[Start of Attachment]
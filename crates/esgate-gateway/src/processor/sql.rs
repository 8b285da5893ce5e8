//! Runs `{"query": "..."}` bodies against the pipeline's SQL backend.

use async_trait::async_trait;
use esgate_kernel::pipeline::{
    BackendConnectorKind, Metadata, Payload, Processor, ProcessorContext, ProcessorError,
};
use serde::Deserialize;
use tracing::debug;

#[derive(Deserialize)]
struct SqlRequest {
    query: String,
}

pub struct SqlQueryProcessor {
    id: String,
}

impl SqlQueryProcessor {
    pub fn new(id: impl Into<String>) -> Self {
        Self { id: id.into() }
    }

    fn statement(&self, inputs: Vec<Payload>) -> Result<String, ProcessorError> {
        let body = inputs
            .into_iter()
            .find_map(|p| match p {
                Payload::Request(req) => Some(req.body),
                _ => None,
            })
            .ok_or_else(|| ProcessorError::invalid_input(&self.id, "expected the inbound request"))?;
        let request: SqlRequest = serde_json::from_slice(&body)
            .map_err(|e| ProcessorError::invalid_input(&self.id, format!("malformed SQL request: {e}")))?;
        if request.query.trim().is_empty() {
            return Err(ProcessorError::invalid_input(&self.id, "query cannot be empty"));
        }
        Ok(request.query)
    }
}

#[async_trait]
impl Processor for SqlQueryProcessor {
    fn id(&self) -> &str {
        &self.id
    }

    fn supported_backend_kinds(&self) -> &[BackendConnectorKind] {
        &[BackendConnectorKind::Sql]
    }

    async fn handle(
        &self,
        ctx: &ProcessorContext<'_>,
        _metadata: &mut Metadata,
        inputs: Vec<Payload>,
    ) -> Result<Payload, ProcessorError> {
        let statement = self.statement(inputs)?;
        let backend = ctx
            .sql_backend()
            .ok_or_else(|| ProcessorError::unsupported_backend(&self.id, "no SQL backend attached"))?;
        let rows = backend.query(&statement).await?;
        debug!(request_id = %ctx.request_id, rows = rows.len(), "sql query answered");
        Ok(Payload::Rows(rows))
    }
}

#[cfg(test)]
mod tests {
    use super::*;
    use esgate_kernel::pipeline::{
        BackendConnector, BackendError, HttpMethod, Request, SqlBackend,
    };
    use serde_json::json;
    use std::sync::Arc;

    struct FixedRows;

    #[async_trait]
    impl SqlBackend for FixedRows {
        async fn query(&self, sql: &str) -> Result<Vec<serde_json::Value>, BackendError> {
            Ok(vec![json!({ "sql": sql })])
        }

        async fn exec(&self, _sql: &str) -> Result<(), BackendError> {
            Ok(())
        }
    }

    #[async_trait]
    impl BackendConnector for FixedRows {
        fn kind(&self) -> BackendConnectorKind {
            BackendConnectorKind::Sql
        }

        fn endpoint(&self) -> &str {
            "mem://rows"
        }

        async fn close(&self) {}

        fn as_sql(&self) -> Option<&dyn SqlBackend> {
            Some(self)
        }
    }

    fn sql_request(body: &str) -> Vec<Payload> {
        vec![Payload::Request(Box::new(
            Request::new("r", HttpMethod::Post, "/_sql").with_body(body),
        ))]
    }

    #[tokio::test]
    async fn query_runs_on_the_sql_backend() {
        let backends: Vec<Arc<dyn BackendConnector>> = vec![Arc::new(FixedRows)];
        let ctx = ProcessorContext::new("r", &backends);
        let out = SqlQueryProcessor::new("sql")
            .handle(&ctx, &mut Metadata::new(), sql_request(r#"{"query":"SELECT 1"}"#))
            .await
            .unwrap();
        assert_eq!(out, Payload::Rows(vec![json!({ "sql": "SELECT 1" })]));
    }

    #[tokio::test]
    async fn missing_backend_and_bad_bodies_fail() {
        let ctx = ProcessorContext::new("r", &[]);
        let p = SqlQueryProcessor::new("sql");
        let err = p
            .handle(&ctx, &mut Metadata::new(), sql_request(r#"{"query":"SELECT 1"}"#))
            .await
            .unwrap_err();
        assert!(matches!(err, ProcessorError::UnsupportedBackend { .. }));

        let err = p
            .handle(&ctx, &mut Metadata::new(), sql_request("SELECT 1"))
            .await
            .unwrap_err();
        assert!(matches!(err, ProcessorError::InvalidInput { .. }));
    }
}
[End of Attachment]
**Exercise prompt:** Retype all of the records so that every line matches the original exactly.

**Response below:**
filename crates/esgate-gateway/src/processor/sql.rs
repository 8b285da5893ce5e8
//! Runs `{"query": "..."}` bodies against the pipeline's SQL backend.

use async_trait::async_trait;
use esgate_kernel::pipeline::{
    BackendConnectorKind, Metadata, Payload, Processor, ProcessorContext, ProcessorError,
};
use serde::Deserialize;
use tracing::debug;

#[derive(Deserialize)]
struct SqlRequest {
    query: String,
}

pub struct SqlQueryProcessor {
    id: String,
}

impl SqlQueryProcessor {
    pub fn new(id: impl Into<String>) -> Self {
        Self { id: id.into() }
    }

    fn statement(&self, inputs: Vec<Payload>) -> Result<String, ProcessorError> {
        let body = inputs
            .into_iter()
            .find_map(|p| match p {
                Payload::Request(req) => Some(req.body),
                _ => None,
            })
            .ok_or_else(|| ProcessorError::invalid_input(&self.id, "expected the inbound request"))?;
        let request: SqlRequest = serde_json::from_slice(&body)
            .map_err(|e| ProcessorError::invalid_input(&self.id, format!("malformed SQL request: {e}")))?;
        if request.query.trim().is_empty() {
            return Err(ProcessorError::invalid_input(&self.id, "query cannot be empty"));
        }
        Ok(request.query)
    }
}

#[async_trait]
impl Processor for SqlQueryProcessor {
    fn id(&self) -> &str {
        &self.id
    }

    fn supported_backend_kinds(&self) -> &[BackendConnectorKind] {
        &[BackendConnectorKind::Sql]
    }

    async fn handle(
        &self,
        ctx: &ProcessorContext<'_>,
        _metadata: &mut Metadata,
        inputs: Vec<Payload>,
    ) -> Result<Payload, ProcessorError> {
        let statement = self.statement(inputs)?;
        let backend = ctx
            .sql_backend()
            .ok_or_else(|| ProcessorError::unsupported_backend(&self.id, "no SQL backend attached"))?;
        let rows = backend.query(&statement).await?;
        debug!(request_id = %ctx.request_id, rows = rows.len(), "sql query answered");
        Ok(Payload::Rows(rows))
    }
}

#[cfg(test)]
mod tests {
    use super::*;
    use esgate_kernel::pipeline::{
        BackendConnector, BackendError, HttpMethod, Request, SqlBackend,
    };
    use serde_json::json;
    use std::sync::Arc;

    struct FixedRows;

    #[async_trait]
    impl SqlBackend for FixedRows {
        async fn query(&self, sql: &str) -> Result<Vec<serde_json::Value>, BackendError> {
            Ok(vec![json!({ "sql": sql })])
        }

        async fn exec(&self, _sql: &str) -> Result<(), BackendError> {
            Ok(())
        }
    }

    #[async_trait]
    impl BackendConnector for FixedRows {
        fn kind(&self) -> BackendConnectorKind {
            BackendConnectorKind::Sql
        }

        fn endpoint(&self) -> &str {
            "mem://rows"
        }

        async fn close(&self) {}

        fn as_sql(&self) -> Option<&dyn SqlBackend> {
            Some(self)
        }
    }

    fn sql_request(body: &str) -> Vec<Payload> {
        vec![Payload::Request(Box::new(
            Request::new("r", HttpMethod::Post, "/_sql").with_body(body),
        ))]
    }

    #[tokio::test]
    async fn query_runs_on_the_sql_backend() {
        let backends: Vec<Arc<dyn BackendConnector>> = vec![Arc::new(FixedRows)];
        let ctx = ProcessorContext::new("r", &backends);
        let out = SqlQueryProcessor::new("sql")
            .handle(&ctx, &mut Metadata::new(), sql_request(r#"{"query":"SELECT 1"}"#))
            .await
            .unwrap();
        assert_eq!(out, Payload::Rows(vec![json!({ "sql": "SELECT 1" })]));
    }

    #[tokio::test]
    async fn missing_backend_and_bad_bodies_fail() {
        let ctx = ProcessorContext::new("r", &[]);
        let p = SqlQueryProcessor::new("sql");
        let err = p
            .handle(&ctx, &mut Metadata::new(), sql_request(r#"{"query":"SELECT 1"}"#))
            .await
            .unwrap_err();
        assert!(matches!(err, ProcessorError::UnsupportedBackend { .. }));

        let err = p
            .handle(&ctx, &mut Metadata::new(), sql_request("SELECT 1"))
            .await
            .unwrap_err();
        assert!(matches!(err, ProcessorError::InvalidInput { .. }));
    }
}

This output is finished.